YOUR GOAL. Below, find each line holding "written" and state how many there are, using the number alone.

DATA UNDER STUDY.

//! Hardware capability interfaces.
//!
//! The physical camera stack and the motion controller transport are
//! external collaborators. This module defines the narrow async traits the
//! rest of the crate consumes, plus mock implementations for tests and a
//! serial transport for real controllers.

pub mod camera;
pub mod mock;
#[cfg(feature = "motion_serial")]
pub mod serial;
pub mod transport;

pub use camera::{
    CameraDevice, CameraIdentity, CameraProvider, ControlValue, StillPayload, StreamProfile,
};
pub use transport::MotionTransport;
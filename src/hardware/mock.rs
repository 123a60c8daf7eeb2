//! Mock hardware for tests and hardware-free development.
//!
//! `MockCamera` synthesizes JPEG frames deterministically; `MockTransport`
//! plays the controller side of the ack protocol. Both support failure
//! injection so the error paths of the session and link layers can be
//! exercised without devices attached.

use crate::broadcast::FrameBroadcast;
use crate::error::{BenchError, BenchResult};
use crate::hardware::camera::{
    CameraDevice, CameraIdentity, CameraProvider, ControlValue, StillPayload, StreamProfile,
};
use crate::hardware::transport::MotionTransport;
use async_trait::async_trait;
use bytes::Bytes;
use image::codecs::jpeg::JpegEncoder;
use image::{Rgb, RgbImage};
use log::info;
use std::collections::{HashMap, VecDeque};
use std::io::Cursor;
use std::sync::atomic::{AtomicU64, Ordering};
use std::sync::{Arc, Mutex};
use std::time::Duration;
use tokio::task::JoinHandle;

/// Configuration for one mock camera in a [`MockCameraFleet`].
#[derive(Clone, Debug)]
pub struct MockCameraSpec {
    pub model: Option<String>,
    /// Every `capture_still` fails with `CaptureFailed`.
    pub fail_capture: bool,
    /// Stills come back as temp files instead of in-memory bytes.
    pub capture_to_file: bool,
    /// Metadata reads fail (sessions must degrade to empty).
    pub fail_metadata: bool,
    /// A control with this device name is rejected on apply.
    pub reject_control: Option<String>,
    pub preview_size: (u32, u32),
    pub still_size: (u32, u32),
    pub frame_interval: Duration,
}

impl Default for MockCameraSpec {
    fn default() -> Self {
        Self {
            model: None,
            fail_capture: false,
            capture_to_file: false,
            fail_metadata: false,
            reject_control: None,
            preview_size: (64, 48),
            still_size: (256, 192),
            frame_interval: Duration::from_millis(20),
        }
    }
}

impl MockCameraSpec {
    pub fn with_model(model: &str) -> Self {
        Self {
            model: Some(model.to_string()),
            ..Self::default()
        }
    }
}

/// A camera that produces deterministic gradient frames.
pub struct MockCamera {
    spec: MockCameraSpec,
    profile: StreamProfile,
    frame_counter: Arc<AtomicU64>,
    applied_controls: HashMap<String, ControlValue>,
    task_handle: Option<JoinHandle<()>>,
    shutdown_tx: Option<tokio::sync::oneshot::Sender<()>>,
    released: bool,
}

impl MockCamera {
    pub fn new(spec: MockCameraSpec) -> Self {
        Self {
            spec,
            profile: StreamProfile::Preview,
            frame_counter: Arc::new(AtomicU64::new(0)),
            applied_controls: HashMap::new(),
            task_handle: None,
            shutdown_tx: None,
            released: false,
        }
    }

    /// Total frames pushed through the preview path so far.
    pub fn frames_published(&self) -> u64 {
        self.frame_counter.load(Ordering::Relaxed)
    }

    pub fn is_released(&self) -> bool {
        self.released
    }

    fn current_size(&self) -> (u32, u32) {
        match self.profile {
            StreamProfile::Preview => self.spec.preview_size,
            StreamProfile::Still => self.spec.still_size,
        }
    }
}

/// Deterministic gradient test frame. The seed shifts the pattern so
/// consecutive frames differ.
pub fn synthetic_jpeg(width: u32, height: u32, seed: u64) -> BenchResult<Vec<u8>> {
    let shift = (seed % 251) as u32;
    let img = RgbImage::from_fn(width, height, |x, y| {
        Rgb([
            ((x + shift) % 256) as u8,
            ((y + shift) % 256) as u8,
            ((x + y) % 256) as u8,
        ])
    });
    let mut buf = Cursor::new(Vec::new());
    let mut encoder = JpegEncoder::new_with_quality(&mut buf, 80);
    encoder.encode_image(&img)?;
    Ok(buf.into_inner())
}

#[async_trait]
impl CameraDevice for MockCamera {
    fn identity(&self) -> CameraIdentity {
        CameraIdentity {
            model: self.spec.model.clone(),
        }
    }

    async fn configure(&mut self, profile: StreamProfile) -> BenchResult<()> {
        self.profile = profile;
        Ok(())
    }

    async fn start_preview(&mut self, sink: FrameBroadcast) -> BenchResult<()> {
        if self.task_handle.is_some() {
            return Ok(());
        }

        let (shutdown_tx, mut shutdown_rx) = tokio::sync::oneshot::channel();
        let counter = self.frame_counter.clone();
        let (width, height) = self.spec.preview_size;
        let frame_interval = self.spec.frame_interval;

        let handle = tokio::spawn(async move {
            let mut interval = tokio::time::interval(frame_interval);
            loop {
                tokio::select! {
                    _ = &mut shutdown_rx => break,
                    _ = interval.tick() => {
                        let seed = counter.fetch_add(1, Ordering::Relaxed);
                        if let Ok(jpeg) = synthetic_jpeg(width, height, seed) {
                            sink.publish(Bytes::from(jpeg));
                        }
                    }
                }
            }
        });

        self.task_handle = Some(handle);
        self.shutdown_tx = Some(shutdown_tx);
        Ok(())
    }

    async fn stop_preview(&mut self) -> BenchResult<()> {
        if let Some(tx) = self.shutdown_tx.take() {
            let _ = tx.send(());
        }
        if let Some(handle) = self.task_handle.take() {
            let _ = handle.await;
        }
        Ok(())
    }

    async fn capture_still(&mut self) -> BenchResult<StillPayload> {
        if self.spec.fail_capture {
            return Err(BenchError::CaptureFailed(
                "injected mock capture failure".to_string(),
            ));
        }

        let (width, height) = self.current_size();
        let seed = self.frame_counter.fetch_add(1, Ordering::Relaxed);
        let jpeg = synthetic_jpeg(width, height, seed)?;

        if self.spec.capture_to_file {
            let name = format!(
                "scanbench_mock_{}_{}.jpg",
                chrono::Local::now().format("%Y%m%d_%H%M%S_%6f"),
                seed
            );
            let path = std::env::temp_dir().join(name);
            tokio::fs::write(&path, &jpeg).await?;
            Ok(StillPayload::TempFile(path))
        } else {
            Ok(StillPayload::Bytes(Bytes::from(jpeg)))
        }
    }

    async fn apply_controls(&mut self, controls: &[(String, ControlValue)]) -> BenchResult<()> {
        if let Some(ref rejected) = self.spec.reject_control {
            if controls.iter().any(|(name, _)| name == rejected) {
                return Err(BenchError::ControlRejected(format!(
                    "mock device does not support '{}'",
                    rejected
                )));
            }
        }
        for (name, value) in controls {
            self.applied_controls.insert(name.clone(), value.clone());
        }
        Ok(())
    }

    async fn read_metadata(&mut self) -> BenchResult<HashMap<String, ControlValue>> {
        if self.spec.fail_metadata {
            return Err(BenchError::DeviceUnavailable(
                "injected mock metadata failure".to_string(),
            ));
        }
        let mut snapshot = self.applied_controls.clone();
        snapshot.insert(
            "FrameCount".to_string(),
            ControlValue::Int(self.frames_published() as i64),
        );
        Ok(snapshot)
    }

    async fn release(&mut self) -> BenchResult<()> {
        self.stop_preview().await?;
        self.released = true;
        Ok(())
    }
}

/// Provider that enumerates a configured set of mock cameras.
pub struct MockCameraFleet {
    specs: Vec<MockCameraSpec>,
    fail_enumerate: bool,
}

impl MockCameraFleet {
    pub fn new(specs: Vec<MockCameraSpec>) -> Self {
        Self {
            specs,
            fail_enumerate: false,
        }
    }

    /// A fleet whose enumeration fails, for startup-error tests.
    pub fn unavailable() -> Self {
        Self {
            specs: Vec::new(),
            fail_enumerate: true,
        }
    }
}

impl CameraProvider for MockCameraFleet {
    fn enumerate(&self) -> BenchResult<Vec<Box<dyn CameraDevice>>> {
        if self.fail_enumerate {
            return Err(BenchError::DeviceUnavailable(
                "mock enumeration failure".to_string(),
            ));
        }
        info!("Enumerated {} mock camera(s)", self.specs.len());
        Ok(self
            .specs
            .iter()
            .map(|spec| Box::new(MockCamera::new(spec.clone())) as Box<dyn CameraDevice>)
            .collect())
    }
}

/// Scripted controller transport.
///
/// Every written line is recorded; unless silenced, each command that
/// expects a response is answered with optional chatter lines followed by
/// the `ok` token. A position query is answered with a canned report first.
pub struct MockTransport {
    log: Arc<Mutex<Vec<String>>>,
    queue: VecDeque<String>,
    chatter: Vec<String>,
    position_report: String,
    silent: bool,
    /// Remaining commands that will be answered; when it hits zero the
    /// controller goes quiet mid-session.
    ack_budget: Option<usize>,
    closed: bool,
}

impl MockTransport {
    pub fn new() -> Self {
        Self {
            log: Arc::new(Mutex::new(Vec::new())),
            queue: VecDeque::new(),
            chatter: Vec::new(),
            position_report: "X:50.00 Y:50.00 Z:10.00 E:0.00 Count X:4000 Y:4000 Z:800"
                .to_string(),
            silent: false,
            ack_budget: None,
            closed: false,
        }
    }

    /// Never produce any response bytes; every ack wait must time out.
    pub fn silent() -> Self {
        Self {
            silent: true,
            ..Self::new()
        }
    }

    /// Informational lines emitted before each `ok`.
    pub fn with_chatter(mut self, lines: &[&str]) -> Self {
        self.chatter = lines.iter().map(|s| s.to_string()).collect();
        self
    }

    pub fn with_position_report(mut self, report: &str) -> Self {
        self.position_report = report.to_string();
        self
    }

    /// Answer only the first `commands` commands, then fall silent.
    pub fn with_ack_budget(mut self, commands: usize) -> Self {
        self.ack_budget = Some(commands);
        self
    }

    /// Shared handle to the record of written lines.
    pub fn log_handle(&self) -> Arc<Mutex<Vec<String>>> {
        self.log.clone()
    }
}

impl Default for MockTransport {
    fn default() -> Self {
        Self::new()
    }
}

#[async_trait]
impl MotionTransport for MockTransport {
    async fn write_line(&mut self, line: &str) -> BenchResult<()> {
        if self.closed {
            return Err(BenchError::Io(std::io::Error::new(
                std::io::ErrorKind::BrokenPipe,
                "transport closed",
            )));
        }

        if let Ok(mut log) = self.log.lock() {
            log.push(line.to_string());
        }

        if self.silent {
            return Ok(());
        }

        if let Some(budget) = self.ack_budget.as_mut() {
            if *budget == 0 {
                return Ok(());
            }
            *budget -= 1;
        }

        // The emergency stop halts the controller; nothing comes back.
        if line.trim() == "M112" {
            return Ok(());
        }

        for chatter in &self.chatter {
            self.queue.push_back(chatter.clone());
        }
        if line.trim().starts_with("M114") {
            let report = self.position_report.clone();
            self.queue.push_back(report);
        }
        self.queue.push_back("ok".to_string());
        Ok(())
    }

    async fn read_line(&mut self) -> BenchResult<Option<String>> {
        match self.queue.pop_front() {
            Some(line) => Ok(Some(line)),
            None => {
                // Quiet wire; keep the caller's deadline loop cheap.
                tokio::time::sleep(Duration::from_millis(2)).await;
                Ok(None)
            }
        }
    }

    async fn close(&mut self) -> BenchResult<()> {
        self.closed = true;
        Ok(())
    }
}

#[cfg(test)]
mod tests {
    use super::*;

    #[tokio::test]
    async fn mock_camera_preview_publishes_frames() {
        let mut camera = MockCamera::new(MockCameraSpec::default());
        let frames = FrameBroadcast::new();

        camera.configure(StreamProfile::Preview).await.unwrap();
        camera.start_preview(frames.clone()).await.unwrap();

        let frame = frames.await_next().await.unwrap();
        assert!(!frame.is_empty());

        camera.stop_preview().await.unwrap();
        assert!(camera.frames_published() > 0);
    }

    #[tokio::test]
    async fn release_stops_preview_and_marks_device() {
        let mut camera = MockCamera::new(MockCameraSpec::default());
        let frames = FrameBroadcast::new();
        camera.start_preview(frames).await.unwrap();

        camera.release().await.unwrap();
        assert!(camera.is_released());
    }

    #[tokio::test]
    async fn mock_transport_acks_commands() {
        let mut transport = MockTransport::new();
        transport.write_line("G28 XYZ").await.unwrap();
        assert_eq!(transport.read_line().await.unwrap().as_deref(), Some("ok"));
    }

    #[tokio::test]
    async fn silent_transport_never_responds() {
        let mut transport = MockTransport::silent();
        transport.write_line("G28").await.unwrap();
        assert_eq!(transport.read_line().await.unwrap(), None);
    }
}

RESULT OF THE TASK. 2